The piece comes on the heels of a recent decision by the good ol' state of Arkansas to execute 8 men on death row over the next 11 days--- not because their crimes were particularly heinous or irrefutable, or just from sheer coincidence, or some other fluke of timing in the sentencing--- but rather because the state's supply of IV drugs used in executions is due to expire by the end of the month. There's enough in that last batch, apparently, to knock off 8 inmates. So...while the iron is hot....
Dr Jauhar makes the error of assuming that capital punishment will never go away, that all we can do as a society is to figure out ways of rendering it in a less mendacious, less barbaric, more telegenic fashion. And who better to assure that a lethal drug cocktail will be administered with elan and efficacy than a practicing physician? After all, medical errors are the 3rd leading cause of death in our great country! Allegedly.

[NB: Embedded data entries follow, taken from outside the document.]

//! Binary wire codec for [`Value`] trees.
//!
//! A marshalled value is a type byte followed by its body. Integers carry a 32-byte big-endian
//! body; a tuple of arity `n` is tagged `TYPE_CODE_TUPLE + n` and followed by its elements in
//! order.

use crate::{MAX_TUPLE_SIZE, Value, ValueError, ValueResult};
use alloc::vec::Vec;
use alloy_primitives::{U256, hex};

/// Type byte of an integer.
pub const TYPE_CODE_INT: u8 = 0;
/// Type byte of a code point. Not carried by this model.
pub const TYPE_CODE_CODE_POINT: u8 = 1;
/// Type byte of a hash-only stub. Not carried by this model.
pub const TYPE_CODE_HASH_ONLY: u8 = 2;
/// Type byte of the empty tuple; a tuple of arity `n` is tagged `TYPE_CODE_TUPLE + n`.
pub const TYPE_CODE_TUPLE: u8 = 3;

const INT_BODY_LEN: usize = 32;

/// A tuple being filled while unmarshalling.
struct Frame {
    arity: usize,
    items: Vec<Value>,
}

impl Value {
    /// Decodes a value from its hex-encoded wire form. A `0x` prefix is optional.
    pub fn from_hex(input: &str) -> ValueResult<Self> {
        let bytes = hex::decode(input.trim()).map_err(ValueError::Hex)?;
        Self::unmarshal(&bytes)
    }

    /// Decodes a value from its wire form, rejecting trailing bytes.
    pub fn unmarshal(bytes: &[u8]) -> ValueResult<Self> {
        let mut buf = bytes;
        let value = Self::read(&mut buf)?;
        if !buf.is_empty() {
            return Err(ValueError::TrailingBytes(buf.len()));
        }
        Ok(value)
    }

    /// Reads one value from the front of `buf`, advancing it past the value.
    pub fn read(buf: &mut &[u8]) -> ValueResult<Self> {
        let mut frames: Vec<Frame> = Vec::new();
        loop {
            let mut value = match take_byte(buf)? {
                TYPE_CODE_INT => Self::Int(U256::from_be_slice(take(buf, INT_BODY_LEN)?)),
                code @ (TYPE_CODE_CODE_POINT | TYPE_CODE_HASH_ONLY) => {
                    return Err(ValueError::UnsupportedType(code));
                }
                code if usize::from(code - TYPE_CODE_TUPLE) <= MAX_TUPLE_SIZE => {
                    let arity = usize::from(code - TYPE_CODE_TUPLE);
                    if arity > 0 {
                        frames.push(Frame { arity, items: Vec::with_capacity(arity) });
                        continue;
                    }
                    Self::empty()
                }
                code => return Err(ValueError::InvalidType(code)),
            };

            // Attach the completed value to its parents, closing every tuple it fills.
            loop {
                let Some(mut frame) = frames.pop() else { return Ok(value) };
                frame.items.push(value);
                if frame.items.len() < frame.arity {
                    frames.push(frame);
                    break;
                }
                value = Self::new_tuple(frame.items)?;
            }
        }
    }

    /// Encodes this value into its wire form.
    pub fn marshal(&self) -> Vec<u8> {
        let mut out = Vec::new();
        self.marshal_into(&mut out);
        out
    }

    /// Appends the wire form of this value to `out`.
    pub fn marshal_into(&self, out: &mut Vec<u8>) {
        let mut pending = alloc::vec![self];
        while let Some(value) = pending.pop() {
            match value {
                Self::Int(n) => {
                    out.push(TYPE_CODE_INT);
                    out.extend_from_slice(&n.to_be_bytes::<INT_BODY_LEN>());
                }
                Self::Tuple(items) => {
                    out.push(TYPE_CODE_TUPLE + items.len() as u8);
                    pending.extend(items.iter().rev());
                }
            }
        }
    }
}

fn take_byte(buf: &mut &[u8]) -> ValueResult<u8> {
    let (first, rest) = buf.split_first().ok_or(ValueError::UnexpectedEof)?;
    *buf = rest;
    Ok(*first)
}

fn take<'a>(buf: &mut &'a [u8], len: usize) -> ValueResult<&'a [u8]> {
    if buf.len() < len {
        return Err(ValueError::UnexpectedEof);
    }
    let (head, rest) = buf.split_at(len);
    *buf = rest;
    Ok(head)
}
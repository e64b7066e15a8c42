//! Serde support: a [`Value`] serializes as the `0x`-prefixed hex of its wire form.

use crate::Value;
use alloc::string::String;
use alloy_primitives::hex;
use serde::{Deserialize, Deserializer, Serialize, Serializer, de::Error as _};

impl Serialize for Value {
    fn serialize<S: Serializer>(&self, serializer: S) -> Result<S::Ok, S::Error> {
        serializer.serialize_str(&hex::encode_prefixed(self.marshal()))
    }
}

impl<'de> Deserialize<'de> for Value {
    fn deserialize<D: Deserializer<'de>>(deserializer: D) -> Result<Self, D::Error> {
        let encoded = String::deserialize(deserializer)?;
        Self::from_hex(&encoded).map_err(D::Error::custom)
    }
}
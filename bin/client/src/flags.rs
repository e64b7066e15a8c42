//! Global arguments for the CLI.

use avm_rpc::{DEFAULT_RPC_TIMEOUT, ValidatorClientConfig};
use clap::{ArgAction, Parser};
use std::time::Duration;
use url::Url;

/// Global arguments for the CLI.
#[derive(Parser, Clone, Debug)]
pub struct GlobalArgs {
    /// Verbosity level (-v, -vv, -vvv).
    #[arg(short = 'v', global = true, action = ArgAction::Count)]
    pub v: u8,
    /// URL of the validator RPC API.
    #[arg(
        long,
        global = true,
        default_value = "http://localhost:1235",
        env = "AVM_VALIDATOR_RPC"
    )]
    pub validator_rpc: Url,
    /// Request timeout in seconds.
    #[arg(long, global = true, env = "AVM_RPC_TIMEOUT")]
    pub rpc_timeout: Option<u64>,
}

impl GlobalArgs {
    /// Returns the [`ValidatorClientConfig`] described by these arguments.
    pub fn client_config(&self) -> ValidatorClientConfig {
        let timeout = self
            .rpc_timeout
            .map_or(Duration::from_millis(DEFAULT_RPC_TIMEOUT), Duration::from_secs);
        ValidatorClientConfig::new(self.validator_rpc.clone()).timeout(timeout)
    }
}
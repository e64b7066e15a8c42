//! Errors raised by the validator client.

use avm_protocol::{DecodeError, ResultCode};
use avm_value::ValueError;
use thiserror::Error;

/// A [Result] type for the [ClientError].
pub type ClientResult<T> = Result<T, ClientError>;

/// An error that occurred in the [`crate::ValidatorClient`].
#[derive(Error, Debug)]
pub enum ClientError {
    /// An error occurred while building the HTTP client.
    #[error("Failed to build HTTP client: {0}")]
    HttpClientBuild(String),
    /// The request failed or the reply could not be parsed.
    #[error("Transport error: {0}")]
    Transport(#[from] reqwest::Error),
    /// The validator answered with an error.
    #[error("Validator returned an error: {0}")]
    Rpc(String),
    /// The reply carried neither a result nor an error.
    #[error("Validator reply carried no result")]
    EmptyReply,
    /// The reply carried a value that is not well-formed.
    #[error("Invalid value in reply: {0}")]
    Value(#[from] ValueError),
    /// The reply carried a value that does not decode to a result.
    #[error("Failed to decode result: {0}")]
    Decode(#[from] DecodeError),
    /// A call ended with neither returned data nor a clean stop.
    #[error("Call was reverted: {0:?}")]
    CallReverted(ResultCode),
}
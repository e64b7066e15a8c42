//! Result Subcommand

use crate::cli::print_json;
use alloy_primitives::B256;
use avm_rpc::{ValidatorClient, ValidatorProvider};
use clap::Parser;
use tracing::info;

/// The `result` Subcommand
///
/// Prints the decoded result of a message and its proof metadata, or `null` if the validator
/// has not processed the message.
///
/// # Usage
///
/// ```sh
/// avm-client result <TX_HASH>
/// ```
#[derive(Parser, Debug, Clone)]
pub struct ResultCommand {
    /// The hash of the transaction that carried the message.
    pub tx_hash: B256,
}

impl ResultCommand {
    /// Runs the subcommand.
    pub async fn run<P: ValidatorProvider>(
        self,
        client: &ValidatorClient<P>,
    ) -> anyhow::Result<()> {
        let result = client.get_message_result(self.tx_hash).await?;
        if result.is_none() {
            info!(target: "avm_client", tx_hash = %self.tx_hash, "No result for message");
        }
        print_json(&result)
    }
}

I need to break Dr Jauhar's piece down paragraph by excruciating paragraph. It's the only way to do this with any justice. Here's one paragraph:
The three drugs in Arkansas’s execution protocol — midazolam; vecuronium bromide, a paralytic used during surgery that halts breathing; and potassium chloride, which stops the heart — are administered intravenously. The execution procedure therefore requires the insertion of catheters, controlled injection of lethal drugs and monitoring of a prisoner’s vital signs to confirm death. This makes it important that a doctor be present to assist in some capacity with the killing.What is it about "insertion of catheters, controlled injection of lethal drugs, and monitoring of a prisoner's vital signs" unequivocally necessitate the presence of a physician? The next time I witness an actual real live doctor place a peripheral IV in a patient, inject a medication all by himself, and then check a set of vital signs will be the first in at least a decade of practice. There is nothing about the act of lethal injection that is inseparable from physician presence. The idea that basic procedures performed every day by nurses and EMT personnel cannot be duly done without a physician watching over their shoulders is both condescending and ill-informed.
Here's another paragraph:
The American Medical Association, however, strongly opposes physician participation in executions on ethical grounds. Selecting injection sites, starting intravenous lines and supervising administration of lethal drugs, the association says, violate a doctor’s oath to heal or at least to do no harm. Doctors who defy the association’s guidelines face censure and the threat that a state medical board might revoke their license, though it is doubtful such punishment has ever been carried out. I disagree with this view. Though I oppose capital punishment as a matter of principle, as a doctor I believe physician presence at executions is consistent with our mandate to alleviate suffering.Who edited this piece? Here we have a physician outlining the American Medical Association's firm stance opposing any physician participation in lethal injection executions and then, blithely, distancing himself from that view while still claiming to hold a higher moral ground---- he only wants to alleviate suffering! That's obnoxious, man. You want to stick a doctor in a death chamber with vials full of instant death and call yourself a hero because you are allowing for the state to eradicate a human in a way that seems quiet and unobtrusive and clean. Even the kids can come out to watch. Watch the bad man go to sleep, Johnny. See? See how peaceful he looks? Is that a smile on his lips? He's happier now! His sin has been purified! Christ has smited him!. Satan has him now!
I have to go to another paragraph before I start writing 3000 words in the voice of a Evangelical Christian from Little Rock talking to his kid at a state sanctioned execution:
A lot can go wrong during lethal injections. In 2014 in Oklahoma, to cite just one gruesome example, a 38-year-old convicted murderer named Clayton Lockett writhed in pain at his execution, clenching his teeth and straining to lift his head off the pillow, according to witnesses, after a botched injection into a vein in his groin.A lot can go wrong? Even with lethal injection? State sanctioned murder for more civilized and sophisticated tastes? You don't say! You mean that when dangerous drugs are given off label for purposes they weren't meant for that sometimes things can "get a little hairy"? That's some wild and wacky shit. Short side tangent here: Do you know why vecuronium is always included in lethal injection cocktails? Because it is a strong paralyzing agent. My anesthesiologist colleagues often use it to render a patient completely still when I perform abdominal surgery. The purpose of the drug in a death chamber is pure optics. The third drug administered, the actual killer, is generally a lethal dose of potassium chloride. Once injected it causes a massive myocardial infarction--- which is excruciating. Even the injection of KCL into the veins itself will make it feel like your arm has been lit on fire. So to spare us the "theatrics" of a condemned man writhing and groaning in agony while strapped to a gurney, we give the paralyzing agent as cloak; to hide the unsavory awfulness of what an execution actually entails.